Both the line below containing "pub enum GitError" and the line containing "to walk commit", along with every line between them, should be repeated exactly; no other line belongs in the answer.

Stored items
= = =

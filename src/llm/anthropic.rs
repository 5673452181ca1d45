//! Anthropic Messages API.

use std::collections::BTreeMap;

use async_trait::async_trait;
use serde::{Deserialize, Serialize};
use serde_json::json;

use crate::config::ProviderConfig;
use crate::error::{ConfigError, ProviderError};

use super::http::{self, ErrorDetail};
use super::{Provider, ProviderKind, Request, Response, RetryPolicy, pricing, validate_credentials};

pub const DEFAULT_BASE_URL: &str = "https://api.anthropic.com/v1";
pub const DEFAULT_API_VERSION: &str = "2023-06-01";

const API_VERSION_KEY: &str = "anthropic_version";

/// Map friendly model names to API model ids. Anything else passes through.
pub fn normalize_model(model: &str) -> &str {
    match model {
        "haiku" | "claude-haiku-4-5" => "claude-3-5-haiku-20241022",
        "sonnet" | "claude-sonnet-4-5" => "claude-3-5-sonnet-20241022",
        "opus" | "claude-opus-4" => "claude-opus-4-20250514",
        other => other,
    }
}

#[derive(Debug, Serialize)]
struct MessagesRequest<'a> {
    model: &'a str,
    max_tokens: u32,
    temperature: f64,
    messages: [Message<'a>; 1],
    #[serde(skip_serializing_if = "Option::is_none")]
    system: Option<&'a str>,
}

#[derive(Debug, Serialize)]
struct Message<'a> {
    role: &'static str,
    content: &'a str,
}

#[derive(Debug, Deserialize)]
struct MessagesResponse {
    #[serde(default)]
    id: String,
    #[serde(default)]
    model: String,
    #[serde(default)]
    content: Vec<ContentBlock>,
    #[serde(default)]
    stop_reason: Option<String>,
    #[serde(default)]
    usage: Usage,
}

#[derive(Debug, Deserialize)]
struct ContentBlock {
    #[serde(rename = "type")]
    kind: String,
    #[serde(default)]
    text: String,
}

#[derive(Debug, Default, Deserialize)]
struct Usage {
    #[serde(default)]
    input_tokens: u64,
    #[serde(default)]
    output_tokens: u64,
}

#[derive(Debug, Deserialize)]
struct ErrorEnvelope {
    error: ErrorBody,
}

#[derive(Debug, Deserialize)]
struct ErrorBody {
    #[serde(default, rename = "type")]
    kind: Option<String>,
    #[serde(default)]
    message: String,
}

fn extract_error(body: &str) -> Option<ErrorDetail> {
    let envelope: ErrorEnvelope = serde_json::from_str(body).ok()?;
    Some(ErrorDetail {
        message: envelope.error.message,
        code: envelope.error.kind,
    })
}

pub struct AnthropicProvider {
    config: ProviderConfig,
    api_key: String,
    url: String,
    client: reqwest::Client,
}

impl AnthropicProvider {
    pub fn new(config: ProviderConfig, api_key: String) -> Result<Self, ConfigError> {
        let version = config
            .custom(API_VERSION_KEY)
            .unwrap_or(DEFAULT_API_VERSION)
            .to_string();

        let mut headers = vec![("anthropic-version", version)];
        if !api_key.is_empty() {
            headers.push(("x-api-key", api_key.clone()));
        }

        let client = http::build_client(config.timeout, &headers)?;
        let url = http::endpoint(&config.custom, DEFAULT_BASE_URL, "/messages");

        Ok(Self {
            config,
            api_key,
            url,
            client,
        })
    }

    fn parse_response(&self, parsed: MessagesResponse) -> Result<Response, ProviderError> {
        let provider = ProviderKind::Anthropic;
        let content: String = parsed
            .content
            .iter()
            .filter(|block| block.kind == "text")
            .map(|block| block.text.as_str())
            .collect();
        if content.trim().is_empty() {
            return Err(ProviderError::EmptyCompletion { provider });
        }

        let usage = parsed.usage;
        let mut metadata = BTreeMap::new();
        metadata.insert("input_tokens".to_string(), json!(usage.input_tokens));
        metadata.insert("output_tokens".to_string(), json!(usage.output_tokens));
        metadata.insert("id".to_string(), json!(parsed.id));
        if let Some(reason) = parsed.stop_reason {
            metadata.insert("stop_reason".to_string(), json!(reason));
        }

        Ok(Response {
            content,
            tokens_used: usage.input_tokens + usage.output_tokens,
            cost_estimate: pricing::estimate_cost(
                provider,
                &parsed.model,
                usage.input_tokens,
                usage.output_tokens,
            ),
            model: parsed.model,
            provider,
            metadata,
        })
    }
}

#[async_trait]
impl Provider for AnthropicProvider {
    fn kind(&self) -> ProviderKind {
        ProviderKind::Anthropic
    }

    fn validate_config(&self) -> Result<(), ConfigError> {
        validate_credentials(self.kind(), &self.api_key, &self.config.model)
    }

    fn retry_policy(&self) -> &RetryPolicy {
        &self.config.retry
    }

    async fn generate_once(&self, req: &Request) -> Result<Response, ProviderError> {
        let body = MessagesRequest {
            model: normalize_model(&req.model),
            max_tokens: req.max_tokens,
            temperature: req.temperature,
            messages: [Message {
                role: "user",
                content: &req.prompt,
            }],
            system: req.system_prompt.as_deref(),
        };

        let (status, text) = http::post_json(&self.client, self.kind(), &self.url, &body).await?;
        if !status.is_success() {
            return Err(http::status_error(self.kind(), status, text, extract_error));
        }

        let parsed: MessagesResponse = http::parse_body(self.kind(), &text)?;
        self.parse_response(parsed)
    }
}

= = =

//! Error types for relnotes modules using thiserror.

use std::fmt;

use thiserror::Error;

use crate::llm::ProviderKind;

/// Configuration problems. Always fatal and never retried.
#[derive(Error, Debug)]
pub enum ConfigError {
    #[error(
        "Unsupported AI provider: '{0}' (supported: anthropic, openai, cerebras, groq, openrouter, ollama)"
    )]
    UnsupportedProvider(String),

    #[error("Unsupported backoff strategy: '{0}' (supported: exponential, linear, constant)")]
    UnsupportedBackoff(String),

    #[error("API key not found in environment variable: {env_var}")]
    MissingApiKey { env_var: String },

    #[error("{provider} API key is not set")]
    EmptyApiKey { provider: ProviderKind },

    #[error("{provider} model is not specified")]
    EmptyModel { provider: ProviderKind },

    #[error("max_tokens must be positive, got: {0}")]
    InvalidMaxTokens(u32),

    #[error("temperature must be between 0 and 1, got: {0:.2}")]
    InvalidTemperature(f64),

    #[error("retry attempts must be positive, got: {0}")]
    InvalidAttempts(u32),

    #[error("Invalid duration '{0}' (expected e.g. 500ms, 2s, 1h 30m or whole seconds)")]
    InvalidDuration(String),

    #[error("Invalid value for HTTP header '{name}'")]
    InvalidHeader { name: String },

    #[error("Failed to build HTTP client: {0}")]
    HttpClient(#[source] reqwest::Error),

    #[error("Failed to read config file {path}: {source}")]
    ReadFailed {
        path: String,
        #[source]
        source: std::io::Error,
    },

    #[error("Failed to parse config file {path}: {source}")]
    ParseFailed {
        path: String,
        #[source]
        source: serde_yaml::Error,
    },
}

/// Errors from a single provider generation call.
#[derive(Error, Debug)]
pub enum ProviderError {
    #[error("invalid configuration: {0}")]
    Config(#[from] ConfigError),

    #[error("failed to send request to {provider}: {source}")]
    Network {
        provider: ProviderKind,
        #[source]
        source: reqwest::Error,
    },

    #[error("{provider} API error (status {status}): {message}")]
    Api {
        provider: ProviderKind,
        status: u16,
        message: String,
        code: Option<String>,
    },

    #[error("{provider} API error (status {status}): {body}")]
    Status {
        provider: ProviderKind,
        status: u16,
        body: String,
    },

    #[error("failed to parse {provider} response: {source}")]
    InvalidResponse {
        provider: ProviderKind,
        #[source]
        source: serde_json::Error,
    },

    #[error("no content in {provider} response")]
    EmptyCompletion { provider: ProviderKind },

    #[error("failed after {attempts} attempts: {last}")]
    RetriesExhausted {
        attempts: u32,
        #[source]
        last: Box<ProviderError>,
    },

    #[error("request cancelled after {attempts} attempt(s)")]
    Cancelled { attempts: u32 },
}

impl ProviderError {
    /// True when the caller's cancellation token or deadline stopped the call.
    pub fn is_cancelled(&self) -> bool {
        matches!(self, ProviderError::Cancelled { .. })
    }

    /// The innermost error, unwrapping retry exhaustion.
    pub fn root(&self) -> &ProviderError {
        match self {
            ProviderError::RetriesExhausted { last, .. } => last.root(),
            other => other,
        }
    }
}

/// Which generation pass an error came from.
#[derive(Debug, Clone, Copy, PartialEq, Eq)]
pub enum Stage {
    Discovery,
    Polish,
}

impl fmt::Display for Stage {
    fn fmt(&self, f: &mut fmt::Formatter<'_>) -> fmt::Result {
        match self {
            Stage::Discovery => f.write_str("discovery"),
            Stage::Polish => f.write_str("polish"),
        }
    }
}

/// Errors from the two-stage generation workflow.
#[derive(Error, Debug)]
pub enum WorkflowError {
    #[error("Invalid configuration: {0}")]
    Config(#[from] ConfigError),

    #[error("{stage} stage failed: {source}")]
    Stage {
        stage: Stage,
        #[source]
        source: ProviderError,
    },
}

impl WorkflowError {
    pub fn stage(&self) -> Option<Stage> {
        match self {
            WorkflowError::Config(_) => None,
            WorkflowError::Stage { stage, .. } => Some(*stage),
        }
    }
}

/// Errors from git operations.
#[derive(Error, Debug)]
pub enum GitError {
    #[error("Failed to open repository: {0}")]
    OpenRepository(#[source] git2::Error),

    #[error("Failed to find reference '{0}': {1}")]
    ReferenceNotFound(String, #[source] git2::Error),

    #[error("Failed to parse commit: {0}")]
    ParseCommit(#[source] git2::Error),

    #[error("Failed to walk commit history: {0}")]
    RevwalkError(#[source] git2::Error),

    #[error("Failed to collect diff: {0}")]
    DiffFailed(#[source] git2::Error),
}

= = =

### Output of the exercise
pub enum GitError {
    #[error("Failed to open repository: {0}")]
    OpenRepository(#[source] git2::Error),

    #[error("Failed to find reference '{0}': {1}")]
    ReferenceNotFound(String, #[source] git2::Error),

    #[error("Failed to parse commit: {0}")]
    ParseCommit(#[source] git2::Error),

    #[error("Failed to walk commit history: {0}")]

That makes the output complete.